++++ Dataset extract

//! Daily price candles.

use std::{fs::File, io, path::Path};

use chrono::NaiveDate;
use log::debug;
use serde::{Deserialize, Serialize};

use crate::{Result, ReturnSeries, compute_returns};

/// One daily candle
#[derive(Debug, Clone, Copy, PartialEq, Serialize, Deserialize)]
pub struct PricePoint {
    /// Trading date
    pub date: NaiveDate,
    /// Opening price
    pub open: f64,
    /// Highest price
    pub high: f64,
    /// Lowest price
    pub low: f64,
    /// Closing price
    pub close: f64,
    /// Traded volume
    pub volume: f64,
}

impl PricePoint {
    /// Creates a candle from all of its fields
    pub const fn new(date: NaiveDate, open: f64, high: f64, low: f64, close: f64, volume: f64) -> Self {
        Self {
            date,
            open,
            high,
            low,
            close,
            volume,
        }
    }

    /// Creates a flat candle where every price equals `close` and volume is zero
    pub const fn from_close(date: NaiveDate, close: f64) -> Self {
        Self::new(date, close, close, close, close, 0.0)
    }
}

/// Candles ordered by date, at most one per date.
///
/// Candles from a data source may arrive out of order or overlap between
/// fetched ranges; construction sorts them and keeps the first candle seen
/// for each date.
#[derive(Debug, Clone, Default, PartialEq)]
pub struct PriceSeries {
    points: Vec<PricePoint>,
}

impl PriceSeries {
    /// Sorts and deduplicates the candles by date
    pub fn new(mut points: Vec<PricePoint>) -> Self {
        let fetched = points.len();
        points.sort_by_key(|p| p.date);
        points.dedup_by_key(|p| p.date);
        if points.len() < fetched {
            debug!(
                "dropped {} duplicate candles, {} remain",
                fetched - points.len(),
                points.len()
            );
        }
        Self { points }
    }

    /// Reads candles from delimited text with a `date,open,high,low,close,volume` header
    ///
    /// # Arguments
    ///
    /// * `reader` - The source of the delimited text
    /// * `delimiter` - The field delimiter
    ///
    /// # Returns
    ///
    /// * `Result<Self>` - The sorted, deduplicated series
    pub fn from_csv_reader<R: io::Read>(reader: R, delimiter: u8) -> Result<Self> {
        let mut rdr = csv::ReaderBuilder::new()
            .delimiter(delimiter)
            .trim(csv::Trim::All)
            .from_reader(reader);
        let points = rdr
            .deserialize()
            .collect::<core::result::Result<Vec<PricePoint>, _>>()?;
        Ok(Self::new(points))
    }

    /// Reads candles from a delimited text file, see [`PriceSeries::from_csv_reader`]
    pub fn from_csv_path(path: impl AsRef<Path>, delimiter: u8) -> Result<Self> {
        let file = File::open(path)?;
        Self::from_csv_reader(io::BufReader::new(file), delimiter)
    }

    /// Returns the candles dated within `[start, end]`
    pub fn between(&self, start: NaiveDate, end: NaiveDate) -> Self {
        Self {
            points: self
                .points
                .iter()
                .filter(|p| start <= p.date && p.date <= end)
                .copied()
                .collect(),
        }
    }

    /// Computes the simple returns of the closing prices
    pub fn returns(&self) -> ReturnSeries {
        compute_returns(&self.points)
    }

    /// Returns the number of candles
    pub fn len(&self) -> usize {
        self.points.len()
    }

    /// Returns true if there are no candles
    pub fn is_empty(&self) -> bool {
        self.points.is_empty()
    }

    /// Returns the candles in date order
    pub fn as_slice(&self) -> &[PricePoint] {
        &self.points
    }

    /// Iterates over the candles in date order
    pub fn iter(&self) -> impl Iterator<Item = &PricePoint> {
        self.points.iter()
    }
}

impl FromIterator<PricePoint> for PriceSeries {
    fn from_iter<I: IntoIterator<Item = PricePoint>>(iter: I) -> Self {
        Self::new(iter.into_iter().collect())
    }
}
/// A fixed-capacity window of samples.
///
/// Samples are kept in arrival order. Once the window is full, every push
/// evicts and returns the oldest sample, which is what the sliding
/// recurrences need to retire its contribution.
#[derive(Debug, Clone)]
pub struct RingBuffer<T> {
    /// Backing storage, allocated once
    data: Box<[T]>,
    /// Slot holding the oldest sample
    head: usize,
    /// Number of samples currently held, never above `data.len()`
    len: usize,
}

impl<T: Default + Copy> RingBuffer<T> {
    /// Creates an empty window, panics if `capacity` is zero
    pub fn new(capacity: usize) -> Self {
        assert!(capacity > 0, "window can not be zero");
        Self {
            data: vec![T::default(); capacity].into_boxed_slice(),
            head: 0,
            len: 0,
        }
    }

    #[inline]
    pub fn capacity(&self) -> usize {
        self.data.len()
    }

    #[inline]
    pub fn len(&self) -> usize {
        self.len
    }

    #[inline]
    pub fn is_empty(&self) -> bool {
        self.len == 0
    }

    #[inline]
    pub fn is_full(&self) -> bool {
        self.len == self.capacity()
    }

    /// Pushes a sample, returning the evicted one when the window was already full
    pub fn push(&mut self, value: T) -> Option<T> {
        let cap = self.capacity();
        if self.is_full() {
            let evicted = core::mem::replace(&mut self.data[self.head], value);
            self.head = (self.head + 1) % cap;
            Some(evicted)
        } else {
            self.data[(self.head + self.len) % cap] = value;
            self.len += 1;
            None
        }
    }

    pub fn clear(&mut self) {
        self.data.fill(T::default());
        self.head = 0;
        self.len = 0;
    }

    /// Iterates from the oldest to the newest sample
    pub fn iter(&self) -> impl Iterator<Item = &T> {
        (0..self.len).map(move |i| &self.data[(self.head + i) % self.capacity()])
    }
}
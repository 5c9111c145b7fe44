//! Error types for the estimation pipeline.

use chrono::NaiveDate;
use thiserror::Error;

/// Result type for the estimation pipeline.
pub type Result<T> = core::result::Result<T, Error>;

/// Errors raised while building series, estimating the model or writing a report.
///
/// Every kind aborts the pipeline except [`Error::ArithmeticDegeneracy`],
/// which only flags a non-finite return; see [`Error::is_fatal`].
#[derive(Debug, Error)]
pub enum Error {
    /// Instrument and benchmark can not be lined up by date
    #[error("alignment error: {reason}")]
    Alignment {
        /// What was misaligned
        reason: String,
    },

    /// Not enough points for the requested window or period
    #[error("insufficient data: {required} points required, {available} available")]
    InsufficientData {
        /// Points the computation needs
        required: usize,
        /// Points actually available
        available: usize,
    },

    /// Beta requested while the market moving variance is exactly zero
    #[error("moving variance is zero at {date}, beta is undefined")]
    DivideByZero {
        /// Date of the zero variance
        date: NaiveDate,
    },

    /// The forecast would read past the end of the aligned series
    #[error("index {index} is out of range for an aligned series of length {len}")]
    IndexOutOfRange {
        /// Last index the forecast needs
        index: usize,
        /// Length of the aligned series
        len: usize,
    },

    /// A return was computed against a zero prior close
    #[error("degenerate return on {date}: prior close is zero")]
    ArithmeticDegeneracy {
        /// Date of the non-finite return
        date: NaiveDate,
    },

    /// Configuration values out of range
    #[error("invalid configuration: {0}")]
    InvalidConfig(String),

    /// CSV reading or writing error
    #[error("CSV error: {0}")]
    Csv(#[from] csv::Error),

    /// IO error
    #[error("IO error: {0}")]
    Io(#[from] std::io::Error),
}

impl Error {
    pub(crate) fn alignment(reason: impl Into<String>) -> Self {
        Self::Alignment {
            reason: reason.into(),
        }
    }

    /// Returns false for the kinds that are surfaced without aborting the pipeline
    pub const fn is_fatal(&self) -> bool {
        !matches!(self, Self::ArithmeticDegeneracy { .. })
    }
}

#[cfg(test)]
mod tests {
    use super::*;

    #[test]
    fn only_degeneracy_is_recoverable() {
        let date = NaiveDate::from_ymd_opt(2020, 3, 6).unwrap_or(NaiveDate::MIN);
        assert!(!Error::ArithmeticDegeneracy { date }.is_fatal());
        assert!(Error::DivideByZero { date }.is_fatal());
        assert!(Error::alignment("no overlapping dates").is_fatal());
        assert!(Error::IndexOutOfRange { index: 10, len: 5 }.is_fatal());
    }

    #[test]
    fn messages_name_the_problem() {
        let err = Error::InsufficientData {
            required: 50,
            available: 12,
        };
        assert_eq!(
            err.to_string(),
            "insufficient data: 50 points required, 12 available"
        );
    }
}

++++++++

:: Try it ::
Return all lines of the data in which the string "writing" appears.

:: Exercise solution ::
/// Errors raised while building series, estimating the model or writing a report.
    /// CSV reading or writing error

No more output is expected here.